- Exercise: When the string "usize" appears in a line of the records, show the whole line.

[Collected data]
*****

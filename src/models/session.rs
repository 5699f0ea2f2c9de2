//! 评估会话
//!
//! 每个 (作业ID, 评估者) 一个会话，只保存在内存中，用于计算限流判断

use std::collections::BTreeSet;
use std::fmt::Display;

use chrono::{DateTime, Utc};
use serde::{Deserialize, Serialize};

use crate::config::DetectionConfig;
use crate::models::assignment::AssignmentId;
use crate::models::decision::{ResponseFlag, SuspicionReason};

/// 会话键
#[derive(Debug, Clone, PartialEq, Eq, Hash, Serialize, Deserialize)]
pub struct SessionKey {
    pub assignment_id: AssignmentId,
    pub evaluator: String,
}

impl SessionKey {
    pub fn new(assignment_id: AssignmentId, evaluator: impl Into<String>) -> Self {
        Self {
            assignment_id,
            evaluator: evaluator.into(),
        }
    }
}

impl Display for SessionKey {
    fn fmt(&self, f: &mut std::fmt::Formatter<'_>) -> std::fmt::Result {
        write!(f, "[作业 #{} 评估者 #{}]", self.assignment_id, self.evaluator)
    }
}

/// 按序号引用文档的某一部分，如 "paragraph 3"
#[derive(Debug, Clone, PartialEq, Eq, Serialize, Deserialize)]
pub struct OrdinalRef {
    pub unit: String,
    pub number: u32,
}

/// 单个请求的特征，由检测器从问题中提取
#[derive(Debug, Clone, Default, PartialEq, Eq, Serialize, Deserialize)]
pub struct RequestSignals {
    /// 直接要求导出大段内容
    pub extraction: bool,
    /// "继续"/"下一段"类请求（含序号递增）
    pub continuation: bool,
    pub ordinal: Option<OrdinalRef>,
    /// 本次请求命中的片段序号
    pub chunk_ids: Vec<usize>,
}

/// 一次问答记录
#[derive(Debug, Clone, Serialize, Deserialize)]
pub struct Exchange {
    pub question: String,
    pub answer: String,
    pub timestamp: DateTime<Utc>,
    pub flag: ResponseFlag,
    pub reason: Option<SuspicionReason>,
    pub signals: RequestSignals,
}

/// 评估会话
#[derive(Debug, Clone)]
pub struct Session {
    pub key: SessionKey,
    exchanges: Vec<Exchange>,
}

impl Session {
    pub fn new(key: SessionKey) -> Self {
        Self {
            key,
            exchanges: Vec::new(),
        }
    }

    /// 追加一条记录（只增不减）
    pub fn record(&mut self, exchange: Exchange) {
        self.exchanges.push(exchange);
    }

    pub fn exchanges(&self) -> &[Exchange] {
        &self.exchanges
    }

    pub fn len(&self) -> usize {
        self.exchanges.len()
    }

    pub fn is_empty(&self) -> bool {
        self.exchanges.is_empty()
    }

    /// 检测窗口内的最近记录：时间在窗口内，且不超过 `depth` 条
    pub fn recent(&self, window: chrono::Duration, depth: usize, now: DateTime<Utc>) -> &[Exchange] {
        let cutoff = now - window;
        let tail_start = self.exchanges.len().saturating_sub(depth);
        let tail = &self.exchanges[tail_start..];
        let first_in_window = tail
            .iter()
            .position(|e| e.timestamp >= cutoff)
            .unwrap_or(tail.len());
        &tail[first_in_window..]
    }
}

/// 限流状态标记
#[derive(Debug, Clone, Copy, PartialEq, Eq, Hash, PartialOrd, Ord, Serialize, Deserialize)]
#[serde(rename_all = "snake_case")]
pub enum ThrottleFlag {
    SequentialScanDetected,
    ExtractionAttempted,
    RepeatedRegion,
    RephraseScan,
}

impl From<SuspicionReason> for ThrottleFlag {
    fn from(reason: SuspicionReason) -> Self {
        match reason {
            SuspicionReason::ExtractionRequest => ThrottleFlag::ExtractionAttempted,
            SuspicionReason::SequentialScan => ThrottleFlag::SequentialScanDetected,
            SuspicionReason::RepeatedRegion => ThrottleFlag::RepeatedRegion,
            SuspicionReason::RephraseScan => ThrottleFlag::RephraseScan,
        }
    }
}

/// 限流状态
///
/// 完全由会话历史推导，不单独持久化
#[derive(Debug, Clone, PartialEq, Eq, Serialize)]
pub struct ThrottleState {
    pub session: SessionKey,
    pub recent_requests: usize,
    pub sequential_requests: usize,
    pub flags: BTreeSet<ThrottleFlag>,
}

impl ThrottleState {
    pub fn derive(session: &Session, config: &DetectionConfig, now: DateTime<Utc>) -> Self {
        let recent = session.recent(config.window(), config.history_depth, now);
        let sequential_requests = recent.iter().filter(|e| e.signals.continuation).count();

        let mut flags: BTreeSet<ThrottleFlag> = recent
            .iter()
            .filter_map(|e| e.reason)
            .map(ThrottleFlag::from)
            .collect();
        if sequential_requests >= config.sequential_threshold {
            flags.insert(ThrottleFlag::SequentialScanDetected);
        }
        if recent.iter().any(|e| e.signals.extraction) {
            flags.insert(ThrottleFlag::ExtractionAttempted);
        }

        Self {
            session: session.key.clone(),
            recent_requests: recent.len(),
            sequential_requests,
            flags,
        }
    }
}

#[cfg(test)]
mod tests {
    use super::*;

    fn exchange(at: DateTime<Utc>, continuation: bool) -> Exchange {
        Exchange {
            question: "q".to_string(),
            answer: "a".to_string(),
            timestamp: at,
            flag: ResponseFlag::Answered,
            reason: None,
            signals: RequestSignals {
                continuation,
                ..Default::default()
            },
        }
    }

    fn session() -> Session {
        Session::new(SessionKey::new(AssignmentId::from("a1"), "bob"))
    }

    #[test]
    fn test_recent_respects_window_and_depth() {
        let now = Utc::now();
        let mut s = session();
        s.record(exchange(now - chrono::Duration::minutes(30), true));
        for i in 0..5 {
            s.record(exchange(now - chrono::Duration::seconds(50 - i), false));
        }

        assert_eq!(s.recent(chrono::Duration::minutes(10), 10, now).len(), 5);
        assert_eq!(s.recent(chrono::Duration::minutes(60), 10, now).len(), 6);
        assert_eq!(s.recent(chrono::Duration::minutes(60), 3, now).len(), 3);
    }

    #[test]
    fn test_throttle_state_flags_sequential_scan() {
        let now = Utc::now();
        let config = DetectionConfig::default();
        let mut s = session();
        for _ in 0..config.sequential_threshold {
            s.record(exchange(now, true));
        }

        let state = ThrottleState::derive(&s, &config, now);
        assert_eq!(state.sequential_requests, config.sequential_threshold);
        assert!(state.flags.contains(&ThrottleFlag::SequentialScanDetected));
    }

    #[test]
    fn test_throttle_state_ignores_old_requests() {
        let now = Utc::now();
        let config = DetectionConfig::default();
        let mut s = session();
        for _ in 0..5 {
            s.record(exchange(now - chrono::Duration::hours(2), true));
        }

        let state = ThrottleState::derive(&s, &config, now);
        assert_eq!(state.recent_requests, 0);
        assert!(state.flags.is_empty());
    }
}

*****

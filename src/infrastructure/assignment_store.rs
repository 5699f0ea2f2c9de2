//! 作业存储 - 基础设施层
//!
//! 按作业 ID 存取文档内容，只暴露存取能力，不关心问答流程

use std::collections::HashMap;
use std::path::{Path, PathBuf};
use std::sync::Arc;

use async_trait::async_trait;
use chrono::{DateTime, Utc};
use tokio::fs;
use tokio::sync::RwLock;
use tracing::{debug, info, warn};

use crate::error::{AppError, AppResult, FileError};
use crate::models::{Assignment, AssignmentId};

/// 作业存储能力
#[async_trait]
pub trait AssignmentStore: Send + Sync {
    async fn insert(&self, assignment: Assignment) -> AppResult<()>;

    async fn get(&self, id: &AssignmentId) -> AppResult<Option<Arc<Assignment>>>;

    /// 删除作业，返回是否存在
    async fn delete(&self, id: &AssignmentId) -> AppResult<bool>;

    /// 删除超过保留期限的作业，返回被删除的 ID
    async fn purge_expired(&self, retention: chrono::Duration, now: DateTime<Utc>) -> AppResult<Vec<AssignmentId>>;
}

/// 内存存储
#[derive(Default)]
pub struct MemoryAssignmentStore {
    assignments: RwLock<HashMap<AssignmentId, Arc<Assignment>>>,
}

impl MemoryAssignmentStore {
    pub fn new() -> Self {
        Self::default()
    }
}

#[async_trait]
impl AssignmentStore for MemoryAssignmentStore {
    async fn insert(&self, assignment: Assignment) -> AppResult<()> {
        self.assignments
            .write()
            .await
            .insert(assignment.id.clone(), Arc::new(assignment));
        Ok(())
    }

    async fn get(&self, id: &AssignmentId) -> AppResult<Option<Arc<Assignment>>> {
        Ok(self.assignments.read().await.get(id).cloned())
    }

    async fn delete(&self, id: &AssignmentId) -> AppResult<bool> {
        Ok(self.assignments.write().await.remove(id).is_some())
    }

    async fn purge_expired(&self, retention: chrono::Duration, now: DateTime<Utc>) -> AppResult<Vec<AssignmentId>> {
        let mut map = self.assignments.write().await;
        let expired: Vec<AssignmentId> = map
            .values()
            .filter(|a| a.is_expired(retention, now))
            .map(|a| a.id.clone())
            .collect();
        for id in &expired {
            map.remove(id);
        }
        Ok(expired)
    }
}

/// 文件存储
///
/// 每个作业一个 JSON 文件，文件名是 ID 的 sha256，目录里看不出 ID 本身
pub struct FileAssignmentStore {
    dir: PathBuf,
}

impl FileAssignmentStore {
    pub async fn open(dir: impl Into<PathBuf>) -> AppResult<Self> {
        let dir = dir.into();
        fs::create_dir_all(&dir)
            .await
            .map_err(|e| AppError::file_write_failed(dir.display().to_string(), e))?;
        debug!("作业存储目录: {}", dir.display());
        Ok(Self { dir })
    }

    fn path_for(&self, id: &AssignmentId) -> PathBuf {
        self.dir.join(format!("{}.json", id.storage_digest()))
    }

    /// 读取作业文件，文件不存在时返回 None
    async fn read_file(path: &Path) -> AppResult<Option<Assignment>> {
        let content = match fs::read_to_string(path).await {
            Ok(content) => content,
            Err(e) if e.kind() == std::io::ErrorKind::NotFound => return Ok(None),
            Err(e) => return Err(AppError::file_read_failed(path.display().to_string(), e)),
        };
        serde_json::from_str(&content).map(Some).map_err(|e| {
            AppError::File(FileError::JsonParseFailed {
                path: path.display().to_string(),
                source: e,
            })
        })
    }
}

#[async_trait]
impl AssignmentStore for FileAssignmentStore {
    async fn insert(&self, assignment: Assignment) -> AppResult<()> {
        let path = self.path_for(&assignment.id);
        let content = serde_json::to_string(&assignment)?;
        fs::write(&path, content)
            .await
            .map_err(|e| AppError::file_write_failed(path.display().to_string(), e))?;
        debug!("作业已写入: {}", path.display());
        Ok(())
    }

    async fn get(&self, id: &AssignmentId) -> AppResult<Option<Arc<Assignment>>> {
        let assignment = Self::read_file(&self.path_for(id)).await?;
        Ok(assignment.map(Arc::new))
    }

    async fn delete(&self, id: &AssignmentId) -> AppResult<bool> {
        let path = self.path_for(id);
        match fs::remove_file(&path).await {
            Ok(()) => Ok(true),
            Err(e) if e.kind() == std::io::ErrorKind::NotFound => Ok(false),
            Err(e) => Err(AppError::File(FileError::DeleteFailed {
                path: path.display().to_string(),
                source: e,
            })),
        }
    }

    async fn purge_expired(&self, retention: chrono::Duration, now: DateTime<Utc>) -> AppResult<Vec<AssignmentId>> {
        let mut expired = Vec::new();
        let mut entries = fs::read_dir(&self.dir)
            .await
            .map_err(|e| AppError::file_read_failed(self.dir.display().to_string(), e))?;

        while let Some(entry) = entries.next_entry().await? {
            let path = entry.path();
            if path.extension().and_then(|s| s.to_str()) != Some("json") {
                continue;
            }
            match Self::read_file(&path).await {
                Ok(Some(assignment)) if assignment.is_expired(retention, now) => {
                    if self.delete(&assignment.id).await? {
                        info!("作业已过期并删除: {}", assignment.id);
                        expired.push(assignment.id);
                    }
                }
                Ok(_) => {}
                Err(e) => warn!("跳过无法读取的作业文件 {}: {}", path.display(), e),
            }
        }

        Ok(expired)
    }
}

*****

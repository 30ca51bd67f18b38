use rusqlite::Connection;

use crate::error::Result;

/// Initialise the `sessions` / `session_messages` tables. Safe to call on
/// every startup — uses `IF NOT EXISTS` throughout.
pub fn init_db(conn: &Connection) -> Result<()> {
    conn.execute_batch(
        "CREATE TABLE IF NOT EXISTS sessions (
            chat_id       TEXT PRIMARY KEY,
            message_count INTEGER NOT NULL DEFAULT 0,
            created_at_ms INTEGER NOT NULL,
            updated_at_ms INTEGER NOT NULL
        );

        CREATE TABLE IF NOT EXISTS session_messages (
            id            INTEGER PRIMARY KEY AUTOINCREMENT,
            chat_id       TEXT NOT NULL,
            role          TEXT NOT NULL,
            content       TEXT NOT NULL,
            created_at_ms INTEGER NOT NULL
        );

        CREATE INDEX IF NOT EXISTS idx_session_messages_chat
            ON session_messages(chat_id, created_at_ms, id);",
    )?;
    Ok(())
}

*****

- Answer section:
    pub chunk_ids: Vec<usize>,
    pub fn len(&self) -> usize {
    pub fn recent(&self, window: chrono::Duration, depth: usize, now: DateTime<Utc>) -> &[Exchange] {
    pub recent_requests: usize,
    pub sequential_requests: usize,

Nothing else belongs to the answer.